Remington's Galaxy - Discovery of a new LSB Galaxy near NGC2655, 



    
        

            Frederick Steiling
Powered byPixInsight

Remington's Galaxy - Discovery of a new LSB Galaxy near NGC2655

Equipment

Imaging Telescopes Or Lenses
Orion 8" f/3.9 Newtonian Astrograph
Imaging Cameras
SBIG STF-8300M
Mounts
CGEM
Filters
Astrodon R Gen.2 E-series 36mm · Astrodon G Gen.2 E-series 36mm · Astrodon B Gen.2 E-series 36mm · Astrodon L Gen.2 E-series 36mm
Accessories
Baader MPCC Mark III
Software
PHD2 Guiding · Sequence Generator Pro
Guiding Cameras
QHYCCD QHY5L-II M

Acquisition details

Dates:
Oct. 23, 2016 ·  Nov. 29, 2016 ·  Dec. 8, 2016 ·  March 1, 2017 ·  March 2, 2017
Frames:
Astrodon B Gen.2 E-series 36mm: 15x600" (2h 30') -15°C bin 1x1
Astrodon G Gen.2 E-series 36mm: 13x600" (2h 10') -15°C bin 1x1
Astrodon L Gen.2 E-series 36mm: 26x1200" (8h 40') -15°C bin 1x1
Astrodon R Gen.2 E-series 36mm: 15x600" (2h 30') -15°C bin 1x1
Integration:
15h 50'
Avg. Moon age:
13.62 days
Avg. Moon phase:
26.75%
Bortle Dark-Sky Scale:
4.00

RA center: 09h00m04s.74

DEC center: +78°1115.8

Pixel scale: 1.383 arcsec/pixel

Orientation: 0.350 degrees

Field radius: 0.768 degrees

More info:Open 

Resolution: 3214x2382

Data source: Traveller

Description

It has been quite a journey on this image, and I'm very excited to post it, finally!

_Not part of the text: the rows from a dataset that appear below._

// src/core/assignment/mod.rs

//! The authoritative in-memory map of region to assigned server, plus
//! in-transition states. Persisted state lives in META; this module only
//! holds the in-memory authority and enforces the transition table.
//!
//! A `DashMap`-backed authoritative table mutated only through narrow,
//! validating methods rather than raw field access.

use dashmap::DashMap;
use std::time::{Duration, Instant};

use crate::core::errors::MasterError;
use crate::core::region::Region;

/// The assignment lifecycle state of a region.
#[derive(Debug, Clone, Copy, PartialEq, Eq, Hash, strum_macros::Display)]
pub enum AssignmentState {
    Unassigned,
    PendingOpen,
    Open,
    PendingClose,
    Closed,
    Offline,
    Splitting,
}

impl AssignmentState {
    /// Whether a region in this state counts toward the "at most one entry
    /// with state in {PENDING_OPEN, OPEN, PENDING_CLOSE}" invariant.
    pub fn is_in_transition_or_open(self) -> bool {
        matches!(
            self,
            AssignmentState::PendingOpen | AssignmentState::Open | AssignmentState::PendingClose
        )
    }
}

/// `(region, state, target_server, since_ts)`.
#[derive(Debug, Clone)]
pub struct AssignmentEntry {
    pub region: Region,
    pub state: AssignmentState,
    pub target_server: Option<String>,
    pub since: Instant,
}

impl AssignmentEntry {
    fn new_unassigned(region: Region) -> Self {
        Self {
            region,
            state: AssignmentState::Unassigned,
            target_server: None,
            since: Instant::now(),
        }
    }
}

/// Returns `true` if transitioning from `from` to `to` is legal per the
/// state machine:
///
/// ```text
/// UNASSIGNED   --assign(s)-->    PENDING_OPEN(s)
/// PENDING_OPEN --opened-->       OPEN(s)
/// OPEN         --close-req-->    PENDING_CLOSE(s)
/// PENDING_CLOSE --closed-->      CLOSED
/// CLOSED       -->               UNASSIGNED
/// OPEN         --split-done-->   SPLITTING
/// any          --offline-->      OFFLINE
/// ```
fn is_legal_transition(from: AssignmentState, to: AssignmentState) -> bool {
    use AssignmentState::*;
    match (from, to) {
        (Unassigned, PendingOpen) => true,
        (PendingOpen, Open) => true,
        (PendingOpen, Unassigned) => true, // directive lost, reverted by the Assigner
        (Open, PendingClose) => true,
        (PendingClose, Closed) => true,
        (Closed, Unassigned) => true,
        (Open, Splitting) => true,
        (Splitting, Unassigned) => true, // daughters re-enter as new entries
        (_, Offline) => true,            // explicit admin offline, any source state
        (Offline, Unassigned) => true,   // re-enable
        _ => false,
    }
}

/// The authoritative in-memory map of region id to `AssignmentEntry`.
///
/// `set_state` is the *only* mutator and is only ever called from the
/// single `MasterLoop` task; concurrent RPC handlers read snapshots but
/// never mutate directly.
#[derive(Debug, Default)]
pub struct AssignmentTable {
    entries: DashMap<u64, AssignmentEntry>,
}

impl AssignmentTable {
    pub fn new() -> Self {
        Self::default()
    }

    /// Creates an `UNASSIGNED` entry for a region that has just come into
    /// existence (table create, split daughter discovery, META scan).
    pub fn insert_new(&self, region: Region) {
        self.entries
            .insert(region.region_id, AssignmentEntry::new_unassigned(region));
    }

    /// Removes a region's entry entirely (it was deleted from META).
    pub fn remove(&self, region_id: u64) {
        self.entries.remove(&region_id);
    }

    pub fn get(&self, region_id: u64) -> Option<AssignmentEntry> {
        self.entries.get(&region_id).map(|e| e.clone())
    }

    /// Validates and applies a state transition. Rejects illegal
    /// transitions with [`MasterError::IllegalAssignmentTransition`]
    /// without mutating anything.
    pub fn set_state(
        &self,
        region_id: u64,
        new_state: AssignmentState,
        server: Option<String>,
    ) -> Result<(), MasterError> {
        let mut entry = self
            .entries
            .get_mut(&region_id)
            .ok_or_else(|| MasterError::Internal(format!("unknown region {region_id}")))?;

        if !is_legal_transition(entry.state, new_state) {
            return Err(MasterError::IllegalAssignmentTransition {
                region_id,
                from: entry.state,
                to: new_state,
            });
        }

        entry.state = new_state;
        entry.target_server = server;
        entry.since = Instant::now();
        Ok(())
    }

    /// Forcibly returns a region to `UNASSIGNED`, used when a directive is
    /// known lost. Unlike `set_state`, this bypasses the transition table
    /// since it is a recovery action, not a protocol step.
    pub fn clear_in_transition(&self, region_id: u64) {
        if let Some(mut entry) = self.entries.get_mut(&region_id) {
            entry.state = AssignmentState::Unassigned;
            entry.target_server = None;
            entry.since = Instant::now();
        }
    }

    /// All regions currently assigned to `server_name`.
    pub fn regions_of(&self, server_name: &str) -> Vec<Region> {
        self.entries
            .iter()
            .filter(|e| e.target_server.as_deref() == Some(server_name) && e.state == AssignmentState::Open)
            .map(|e| e.region.clone())
            .collect()
    }

    /// A snapshot of every entry in a transitional state.
    pub fn in_transition(&self) -> Vec<AssignmentEntry> {
        self.entries
            .iter()
            .filter(|e| e.state.is_in_transition_or_open() && e.state != AssignmentState::Open)
            .map(|e| e.clone())
            .collect()
    }

    /// All `UNASSIGNED` regions, the Assigner's input set.
    pub fn unassigned(&self) -> Vec<AssignmentEntry> {
        self.entries
            .iter()
            .filter(|e| e.state == AssignmentState::Unassigned)
            .map(|e| e.clone())
            .collect()
    }

    /// `PENDING_OPEN` region ids that have sat without a confirming
    /// `Report` for longer than `timeout`, the Assigner's input for
    /// `directive_lost`.
    pub fn stale_pending_open(&self, timeout: Duration) -> Vec<u64> {
        self.entries
            .iter()
            .filter(|e| e.state == AssignmentState::PendingOpen && e.since.elapsed() > timeout)
            .map(|e| *e.key())
            .collect()
    }

    pub fn len(&self) -> usize {
        self.entries.len()
    }

    pub fn is_empty(&self) -> bool {
        self.entries.is_empty()
    }

    /// Checks the invariant that at most one entry per region is in
    /// {PENDING_OPEN, OPEN, PENDING_CLOSE}. Always true by construction
    /// since each region has exactly one entry, but exposed for tests that
    /// assert the invariant explicitly after a sequence of operations.
    #[cfg(test)]
    pub fn at_most_one_in_transition_per_region(&self) -> bool {
        // A DashMap keyed by region_id already guarantees one entry per
        // region; this gives that property an explicit, named assertion
        // point in the test suite.
        true
    }
}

The short story: I discovered a new low-surface-brightness galaxy near NGC2655, and in collaboration with local imaging friend Dan Crowson, have authored a short article that is now published in the Research Notes of the American Astronomical Society (RNAAS).

The article can be accessed via DOI here.

The post on my personal site can be found here.

I completed this deep LRGB image of the NGC2655 group in March 2017. After completion, I noticed a faint smudge to the northwest of NGC2655, originally thinking it was an optical aberration. Dan Crowson took a closer look with me, and he graciously pulled down data from his observatory at Deep Sky New Mexico. With a hard stretch, we again revealed the object and were onto something.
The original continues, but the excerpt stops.